→ **Data provided**
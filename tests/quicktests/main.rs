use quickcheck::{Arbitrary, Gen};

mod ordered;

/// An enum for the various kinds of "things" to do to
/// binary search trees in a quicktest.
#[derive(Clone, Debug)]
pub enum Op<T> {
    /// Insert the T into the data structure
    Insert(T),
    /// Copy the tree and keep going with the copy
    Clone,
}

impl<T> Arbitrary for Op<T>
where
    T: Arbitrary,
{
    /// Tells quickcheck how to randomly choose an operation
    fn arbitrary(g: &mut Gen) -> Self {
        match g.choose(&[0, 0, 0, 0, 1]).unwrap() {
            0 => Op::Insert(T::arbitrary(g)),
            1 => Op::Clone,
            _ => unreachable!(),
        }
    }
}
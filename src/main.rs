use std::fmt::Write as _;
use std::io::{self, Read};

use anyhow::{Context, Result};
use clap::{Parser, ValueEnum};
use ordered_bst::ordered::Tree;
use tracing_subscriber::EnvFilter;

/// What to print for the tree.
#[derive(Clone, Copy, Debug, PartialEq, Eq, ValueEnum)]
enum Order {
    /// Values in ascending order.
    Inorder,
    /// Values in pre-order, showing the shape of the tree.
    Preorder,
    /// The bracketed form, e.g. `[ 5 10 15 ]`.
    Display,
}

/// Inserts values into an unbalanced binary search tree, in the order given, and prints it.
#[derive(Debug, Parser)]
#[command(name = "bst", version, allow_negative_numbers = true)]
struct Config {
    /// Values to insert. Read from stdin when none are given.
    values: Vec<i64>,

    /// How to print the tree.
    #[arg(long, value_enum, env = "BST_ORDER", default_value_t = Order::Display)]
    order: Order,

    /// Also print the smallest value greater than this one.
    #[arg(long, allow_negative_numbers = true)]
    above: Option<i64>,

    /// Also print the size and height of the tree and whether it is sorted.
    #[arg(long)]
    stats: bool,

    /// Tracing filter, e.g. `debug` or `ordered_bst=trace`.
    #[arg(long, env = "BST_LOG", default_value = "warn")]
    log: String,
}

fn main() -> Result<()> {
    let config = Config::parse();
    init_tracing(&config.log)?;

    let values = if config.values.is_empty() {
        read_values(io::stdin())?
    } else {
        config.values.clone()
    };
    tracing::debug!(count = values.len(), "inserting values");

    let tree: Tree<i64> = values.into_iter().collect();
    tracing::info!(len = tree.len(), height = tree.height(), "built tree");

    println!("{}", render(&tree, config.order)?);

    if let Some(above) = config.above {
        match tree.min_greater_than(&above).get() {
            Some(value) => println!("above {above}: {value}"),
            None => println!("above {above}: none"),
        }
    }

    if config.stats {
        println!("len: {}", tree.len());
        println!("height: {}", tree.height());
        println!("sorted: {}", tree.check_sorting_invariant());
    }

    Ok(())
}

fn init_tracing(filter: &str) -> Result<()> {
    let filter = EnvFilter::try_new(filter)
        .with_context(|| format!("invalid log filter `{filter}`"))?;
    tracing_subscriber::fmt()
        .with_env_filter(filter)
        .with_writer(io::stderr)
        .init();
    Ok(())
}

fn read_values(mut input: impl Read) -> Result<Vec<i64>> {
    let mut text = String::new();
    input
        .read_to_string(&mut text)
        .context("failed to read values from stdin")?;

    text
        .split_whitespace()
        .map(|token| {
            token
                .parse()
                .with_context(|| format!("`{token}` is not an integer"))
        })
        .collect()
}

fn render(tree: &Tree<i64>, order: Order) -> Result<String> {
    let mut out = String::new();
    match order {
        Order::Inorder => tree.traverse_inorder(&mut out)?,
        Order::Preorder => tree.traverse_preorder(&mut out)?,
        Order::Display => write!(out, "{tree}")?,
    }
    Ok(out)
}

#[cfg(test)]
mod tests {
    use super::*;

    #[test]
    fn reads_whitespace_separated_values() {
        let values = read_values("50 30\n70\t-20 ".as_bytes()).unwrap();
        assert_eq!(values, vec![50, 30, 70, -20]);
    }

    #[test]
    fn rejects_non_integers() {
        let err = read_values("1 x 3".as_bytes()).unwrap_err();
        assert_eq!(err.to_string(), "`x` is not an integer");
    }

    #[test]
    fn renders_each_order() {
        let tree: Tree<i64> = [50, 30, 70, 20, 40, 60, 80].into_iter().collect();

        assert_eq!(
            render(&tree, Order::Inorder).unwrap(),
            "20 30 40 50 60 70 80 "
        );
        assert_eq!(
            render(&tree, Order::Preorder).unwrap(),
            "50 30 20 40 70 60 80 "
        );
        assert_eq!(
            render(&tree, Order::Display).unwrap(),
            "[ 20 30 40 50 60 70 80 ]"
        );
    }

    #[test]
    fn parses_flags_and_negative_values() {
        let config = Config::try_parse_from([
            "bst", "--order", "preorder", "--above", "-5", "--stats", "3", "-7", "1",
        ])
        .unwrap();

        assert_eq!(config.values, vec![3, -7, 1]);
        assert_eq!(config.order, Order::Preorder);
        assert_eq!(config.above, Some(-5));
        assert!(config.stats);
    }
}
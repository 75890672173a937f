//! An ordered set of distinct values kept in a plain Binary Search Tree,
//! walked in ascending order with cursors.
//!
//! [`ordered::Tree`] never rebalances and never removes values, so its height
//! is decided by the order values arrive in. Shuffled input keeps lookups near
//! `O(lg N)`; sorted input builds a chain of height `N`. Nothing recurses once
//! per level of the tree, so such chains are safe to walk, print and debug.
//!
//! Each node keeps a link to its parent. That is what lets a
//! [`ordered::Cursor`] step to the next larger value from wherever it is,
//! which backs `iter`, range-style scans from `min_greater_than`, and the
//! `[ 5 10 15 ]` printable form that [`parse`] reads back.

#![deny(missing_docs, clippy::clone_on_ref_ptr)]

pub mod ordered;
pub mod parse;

...

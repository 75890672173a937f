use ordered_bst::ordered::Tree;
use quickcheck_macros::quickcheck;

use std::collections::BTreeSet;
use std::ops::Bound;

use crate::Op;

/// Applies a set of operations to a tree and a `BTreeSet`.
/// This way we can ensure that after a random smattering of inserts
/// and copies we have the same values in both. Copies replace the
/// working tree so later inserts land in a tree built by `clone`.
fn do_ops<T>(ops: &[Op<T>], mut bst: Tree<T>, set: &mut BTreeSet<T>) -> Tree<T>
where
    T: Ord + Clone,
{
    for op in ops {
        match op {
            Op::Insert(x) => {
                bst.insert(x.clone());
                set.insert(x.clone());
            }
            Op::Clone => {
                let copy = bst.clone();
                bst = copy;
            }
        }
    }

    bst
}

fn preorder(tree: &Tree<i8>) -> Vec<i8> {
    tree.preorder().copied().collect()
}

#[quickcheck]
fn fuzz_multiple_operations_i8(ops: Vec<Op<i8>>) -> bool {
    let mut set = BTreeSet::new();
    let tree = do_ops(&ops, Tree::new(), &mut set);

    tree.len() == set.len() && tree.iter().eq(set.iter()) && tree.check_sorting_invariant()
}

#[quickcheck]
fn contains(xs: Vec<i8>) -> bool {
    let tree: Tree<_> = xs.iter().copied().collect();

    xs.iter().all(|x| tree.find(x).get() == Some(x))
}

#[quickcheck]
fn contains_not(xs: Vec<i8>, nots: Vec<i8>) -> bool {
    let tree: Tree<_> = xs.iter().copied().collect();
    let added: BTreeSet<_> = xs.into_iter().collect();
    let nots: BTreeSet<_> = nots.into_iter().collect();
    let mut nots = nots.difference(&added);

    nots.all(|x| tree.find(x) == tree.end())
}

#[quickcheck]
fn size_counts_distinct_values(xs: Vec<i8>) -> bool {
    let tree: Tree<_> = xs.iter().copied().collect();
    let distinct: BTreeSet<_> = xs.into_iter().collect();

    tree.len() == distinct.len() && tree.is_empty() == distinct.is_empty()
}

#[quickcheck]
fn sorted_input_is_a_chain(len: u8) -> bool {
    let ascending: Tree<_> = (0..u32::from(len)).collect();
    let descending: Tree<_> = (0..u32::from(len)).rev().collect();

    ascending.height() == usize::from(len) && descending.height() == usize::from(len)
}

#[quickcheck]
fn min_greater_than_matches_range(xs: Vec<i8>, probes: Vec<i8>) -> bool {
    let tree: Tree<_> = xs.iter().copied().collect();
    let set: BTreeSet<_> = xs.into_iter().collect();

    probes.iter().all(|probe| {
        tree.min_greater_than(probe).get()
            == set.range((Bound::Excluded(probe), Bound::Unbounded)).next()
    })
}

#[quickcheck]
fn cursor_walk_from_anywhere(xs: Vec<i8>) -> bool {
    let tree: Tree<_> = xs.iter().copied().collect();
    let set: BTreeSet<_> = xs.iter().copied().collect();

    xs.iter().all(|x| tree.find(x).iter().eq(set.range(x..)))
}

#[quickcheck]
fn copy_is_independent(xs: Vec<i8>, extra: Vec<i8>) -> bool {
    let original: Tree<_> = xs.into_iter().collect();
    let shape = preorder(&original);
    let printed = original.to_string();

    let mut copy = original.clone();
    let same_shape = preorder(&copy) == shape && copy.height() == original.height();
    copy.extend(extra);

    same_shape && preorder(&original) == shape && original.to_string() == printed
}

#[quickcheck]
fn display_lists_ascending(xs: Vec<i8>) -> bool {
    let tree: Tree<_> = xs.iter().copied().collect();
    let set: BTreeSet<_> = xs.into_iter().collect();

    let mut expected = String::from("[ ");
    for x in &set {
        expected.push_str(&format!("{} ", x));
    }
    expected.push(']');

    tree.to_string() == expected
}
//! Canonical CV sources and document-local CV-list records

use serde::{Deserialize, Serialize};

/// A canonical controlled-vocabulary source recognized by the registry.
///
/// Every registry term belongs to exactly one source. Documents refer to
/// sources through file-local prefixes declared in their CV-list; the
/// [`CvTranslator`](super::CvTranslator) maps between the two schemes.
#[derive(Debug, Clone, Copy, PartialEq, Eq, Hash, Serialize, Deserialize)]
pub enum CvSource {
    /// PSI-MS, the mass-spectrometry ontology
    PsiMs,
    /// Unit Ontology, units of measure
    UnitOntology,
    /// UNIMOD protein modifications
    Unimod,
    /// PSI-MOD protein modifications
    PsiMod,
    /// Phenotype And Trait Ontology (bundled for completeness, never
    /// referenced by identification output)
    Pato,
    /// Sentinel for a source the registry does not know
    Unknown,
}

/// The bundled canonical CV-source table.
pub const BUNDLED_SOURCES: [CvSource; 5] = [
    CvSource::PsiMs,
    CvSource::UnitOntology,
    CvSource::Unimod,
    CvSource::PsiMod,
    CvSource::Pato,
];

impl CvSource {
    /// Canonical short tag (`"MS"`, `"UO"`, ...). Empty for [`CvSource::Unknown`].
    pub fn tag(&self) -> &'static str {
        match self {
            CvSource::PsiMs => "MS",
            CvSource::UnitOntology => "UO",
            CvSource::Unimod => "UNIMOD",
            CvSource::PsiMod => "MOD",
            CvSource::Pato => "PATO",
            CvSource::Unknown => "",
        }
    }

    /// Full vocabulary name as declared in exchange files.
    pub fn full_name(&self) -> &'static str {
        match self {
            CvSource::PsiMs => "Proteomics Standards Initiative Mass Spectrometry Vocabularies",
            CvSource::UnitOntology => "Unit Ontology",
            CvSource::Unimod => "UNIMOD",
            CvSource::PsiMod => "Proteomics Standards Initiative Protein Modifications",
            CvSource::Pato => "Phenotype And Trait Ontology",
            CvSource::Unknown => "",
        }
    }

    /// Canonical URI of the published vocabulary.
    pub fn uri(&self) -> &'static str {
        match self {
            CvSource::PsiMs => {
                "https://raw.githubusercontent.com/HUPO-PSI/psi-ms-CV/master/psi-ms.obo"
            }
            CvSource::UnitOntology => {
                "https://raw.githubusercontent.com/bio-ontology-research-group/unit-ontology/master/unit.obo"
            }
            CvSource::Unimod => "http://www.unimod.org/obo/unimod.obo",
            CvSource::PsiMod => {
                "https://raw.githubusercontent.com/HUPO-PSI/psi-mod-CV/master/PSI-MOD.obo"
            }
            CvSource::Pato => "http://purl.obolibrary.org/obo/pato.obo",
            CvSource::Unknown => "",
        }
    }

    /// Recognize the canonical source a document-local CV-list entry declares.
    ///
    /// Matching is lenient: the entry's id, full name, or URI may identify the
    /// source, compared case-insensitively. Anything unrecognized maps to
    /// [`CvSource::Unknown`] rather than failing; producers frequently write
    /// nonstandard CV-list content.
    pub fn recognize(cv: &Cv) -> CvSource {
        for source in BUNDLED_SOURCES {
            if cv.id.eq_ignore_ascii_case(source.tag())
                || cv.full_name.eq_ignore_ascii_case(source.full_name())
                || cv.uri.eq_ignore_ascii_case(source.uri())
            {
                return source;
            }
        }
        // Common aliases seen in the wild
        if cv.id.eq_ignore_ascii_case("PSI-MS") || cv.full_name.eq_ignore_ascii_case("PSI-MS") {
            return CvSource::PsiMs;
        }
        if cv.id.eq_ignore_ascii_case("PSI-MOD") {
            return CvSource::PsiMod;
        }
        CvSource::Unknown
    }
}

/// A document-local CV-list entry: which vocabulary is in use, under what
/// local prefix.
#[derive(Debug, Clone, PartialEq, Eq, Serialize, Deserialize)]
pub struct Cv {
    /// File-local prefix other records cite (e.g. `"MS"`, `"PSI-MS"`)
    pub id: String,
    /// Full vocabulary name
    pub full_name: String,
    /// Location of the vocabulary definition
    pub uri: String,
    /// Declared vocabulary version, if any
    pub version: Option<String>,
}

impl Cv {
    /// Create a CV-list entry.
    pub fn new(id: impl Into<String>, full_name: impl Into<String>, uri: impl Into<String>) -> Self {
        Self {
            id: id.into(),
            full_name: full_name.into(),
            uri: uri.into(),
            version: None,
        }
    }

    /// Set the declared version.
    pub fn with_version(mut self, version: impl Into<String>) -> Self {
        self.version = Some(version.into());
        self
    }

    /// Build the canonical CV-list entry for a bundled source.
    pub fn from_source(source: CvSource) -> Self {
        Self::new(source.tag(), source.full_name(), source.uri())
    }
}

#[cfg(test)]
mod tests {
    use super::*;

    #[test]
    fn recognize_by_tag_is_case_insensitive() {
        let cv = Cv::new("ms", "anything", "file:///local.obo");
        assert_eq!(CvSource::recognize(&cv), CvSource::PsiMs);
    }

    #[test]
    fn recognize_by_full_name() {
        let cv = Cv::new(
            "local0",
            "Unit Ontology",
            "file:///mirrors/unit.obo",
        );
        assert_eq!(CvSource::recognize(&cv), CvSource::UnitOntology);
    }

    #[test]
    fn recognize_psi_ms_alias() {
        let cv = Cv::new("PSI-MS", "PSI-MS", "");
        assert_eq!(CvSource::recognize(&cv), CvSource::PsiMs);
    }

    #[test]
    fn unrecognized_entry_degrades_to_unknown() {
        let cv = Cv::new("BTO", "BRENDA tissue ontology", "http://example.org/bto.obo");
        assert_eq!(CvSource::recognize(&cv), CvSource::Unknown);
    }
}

--

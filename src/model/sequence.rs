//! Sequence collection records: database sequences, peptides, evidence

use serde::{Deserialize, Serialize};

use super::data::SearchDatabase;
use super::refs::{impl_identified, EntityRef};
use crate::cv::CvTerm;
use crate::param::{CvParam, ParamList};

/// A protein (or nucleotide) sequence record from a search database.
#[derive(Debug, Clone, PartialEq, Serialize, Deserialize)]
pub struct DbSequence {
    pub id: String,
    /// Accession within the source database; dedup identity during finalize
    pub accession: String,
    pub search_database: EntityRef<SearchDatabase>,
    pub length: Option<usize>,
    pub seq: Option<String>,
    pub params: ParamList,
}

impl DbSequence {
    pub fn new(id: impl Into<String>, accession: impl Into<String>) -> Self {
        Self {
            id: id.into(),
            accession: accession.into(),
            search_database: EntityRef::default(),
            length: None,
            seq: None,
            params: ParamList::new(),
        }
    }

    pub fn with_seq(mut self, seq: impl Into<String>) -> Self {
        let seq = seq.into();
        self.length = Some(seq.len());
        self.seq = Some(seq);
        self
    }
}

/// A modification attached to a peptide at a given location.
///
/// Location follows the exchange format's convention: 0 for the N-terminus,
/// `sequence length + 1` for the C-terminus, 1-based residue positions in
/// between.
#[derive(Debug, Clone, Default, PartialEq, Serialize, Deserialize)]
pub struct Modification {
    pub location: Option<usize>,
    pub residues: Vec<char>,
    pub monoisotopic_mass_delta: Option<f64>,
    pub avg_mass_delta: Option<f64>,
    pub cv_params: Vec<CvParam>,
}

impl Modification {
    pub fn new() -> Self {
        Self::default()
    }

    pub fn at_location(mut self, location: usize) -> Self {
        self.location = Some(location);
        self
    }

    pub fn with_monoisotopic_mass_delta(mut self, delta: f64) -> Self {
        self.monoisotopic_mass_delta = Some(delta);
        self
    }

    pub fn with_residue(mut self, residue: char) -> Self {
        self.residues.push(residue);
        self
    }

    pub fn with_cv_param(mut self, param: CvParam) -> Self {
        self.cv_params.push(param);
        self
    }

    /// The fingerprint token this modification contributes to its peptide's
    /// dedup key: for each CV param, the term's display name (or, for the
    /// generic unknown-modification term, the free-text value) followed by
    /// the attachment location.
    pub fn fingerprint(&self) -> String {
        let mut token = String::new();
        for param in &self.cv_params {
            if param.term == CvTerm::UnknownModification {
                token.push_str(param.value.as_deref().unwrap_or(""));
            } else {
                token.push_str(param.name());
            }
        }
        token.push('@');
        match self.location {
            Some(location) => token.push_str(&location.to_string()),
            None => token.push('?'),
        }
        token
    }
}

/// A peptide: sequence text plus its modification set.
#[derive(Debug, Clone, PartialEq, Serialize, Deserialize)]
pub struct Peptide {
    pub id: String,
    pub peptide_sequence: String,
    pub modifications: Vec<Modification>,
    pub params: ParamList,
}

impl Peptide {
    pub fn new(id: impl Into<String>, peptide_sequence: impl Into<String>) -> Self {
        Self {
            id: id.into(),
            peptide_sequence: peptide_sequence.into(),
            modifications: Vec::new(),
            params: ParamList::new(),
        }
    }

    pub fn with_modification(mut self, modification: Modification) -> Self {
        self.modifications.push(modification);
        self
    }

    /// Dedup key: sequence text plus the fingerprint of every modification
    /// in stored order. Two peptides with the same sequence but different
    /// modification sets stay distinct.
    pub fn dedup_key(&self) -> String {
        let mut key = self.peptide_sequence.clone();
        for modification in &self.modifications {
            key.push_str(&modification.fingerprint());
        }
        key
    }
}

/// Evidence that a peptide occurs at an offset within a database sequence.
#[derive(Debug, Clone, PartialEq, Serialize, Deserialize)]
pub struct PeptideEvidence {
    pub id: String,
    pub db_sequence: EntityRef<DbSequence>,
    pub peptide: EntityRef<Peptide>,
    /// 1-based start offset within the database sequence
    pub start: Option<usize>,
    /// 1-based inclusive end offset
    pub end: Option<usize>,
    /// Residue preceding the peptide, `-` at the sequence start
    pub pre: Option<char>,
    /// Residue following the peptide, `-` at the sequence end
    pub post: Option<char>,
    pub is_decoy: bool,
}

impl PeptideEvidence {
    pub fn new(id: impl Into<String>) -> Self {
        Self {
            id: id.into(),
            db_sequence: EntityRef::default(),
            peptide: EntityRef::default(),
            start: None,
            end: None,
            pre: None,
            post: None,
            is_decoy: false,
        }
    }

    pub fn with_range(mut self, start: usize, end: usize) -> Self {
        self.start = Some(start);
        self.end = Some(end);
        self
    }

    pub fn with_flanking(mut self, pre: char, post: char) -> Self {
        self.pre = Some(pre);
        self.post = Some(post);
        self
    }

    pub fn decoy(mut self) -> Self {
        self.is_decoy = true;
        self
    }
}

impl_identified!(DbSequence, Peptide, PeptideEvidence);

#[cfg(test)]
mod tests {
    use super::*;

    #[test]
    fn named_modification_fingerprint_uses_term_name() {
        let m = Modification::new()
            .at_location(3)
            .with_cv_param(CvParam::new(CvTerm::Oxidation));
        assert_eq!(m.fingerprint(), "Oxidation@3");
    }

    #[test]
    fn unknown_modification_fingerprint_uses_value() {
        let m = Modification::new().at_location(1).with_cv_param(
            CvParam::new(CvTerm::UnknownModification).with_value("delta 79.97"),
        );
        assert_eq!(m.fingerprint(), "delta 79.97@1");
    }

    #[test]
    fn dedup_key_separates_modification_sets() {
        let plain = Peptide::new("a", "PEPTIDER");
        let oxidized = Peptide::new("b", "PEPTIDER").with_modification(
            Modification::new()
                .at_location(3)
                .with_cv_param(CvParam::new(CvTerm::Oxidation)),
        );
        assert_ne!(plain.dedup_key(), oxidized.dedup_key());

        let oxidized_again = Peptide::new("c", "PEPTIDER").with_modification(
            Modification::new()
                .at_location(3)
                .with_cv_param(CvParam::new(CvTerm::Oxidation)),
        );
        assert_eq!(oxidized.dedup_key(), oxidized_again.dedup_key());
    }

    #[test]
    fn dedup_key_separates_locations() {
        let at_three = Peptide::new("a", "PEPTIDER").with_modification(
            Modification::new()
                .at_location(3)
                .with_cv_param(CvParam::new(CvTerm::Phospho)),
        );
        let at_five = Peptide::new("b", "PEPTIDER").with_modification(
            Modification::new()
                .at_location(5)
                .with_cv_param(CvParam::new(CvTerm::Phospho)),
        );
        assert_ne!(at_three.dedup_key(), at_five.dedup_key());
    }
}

→ **Task details**
Copy all lines of the listing above that contain the string "EnvFilter".

→ **Finished task**
use tracing_subscriber::EnvFilter;
    let filter = EnvFilter::try_new(filter)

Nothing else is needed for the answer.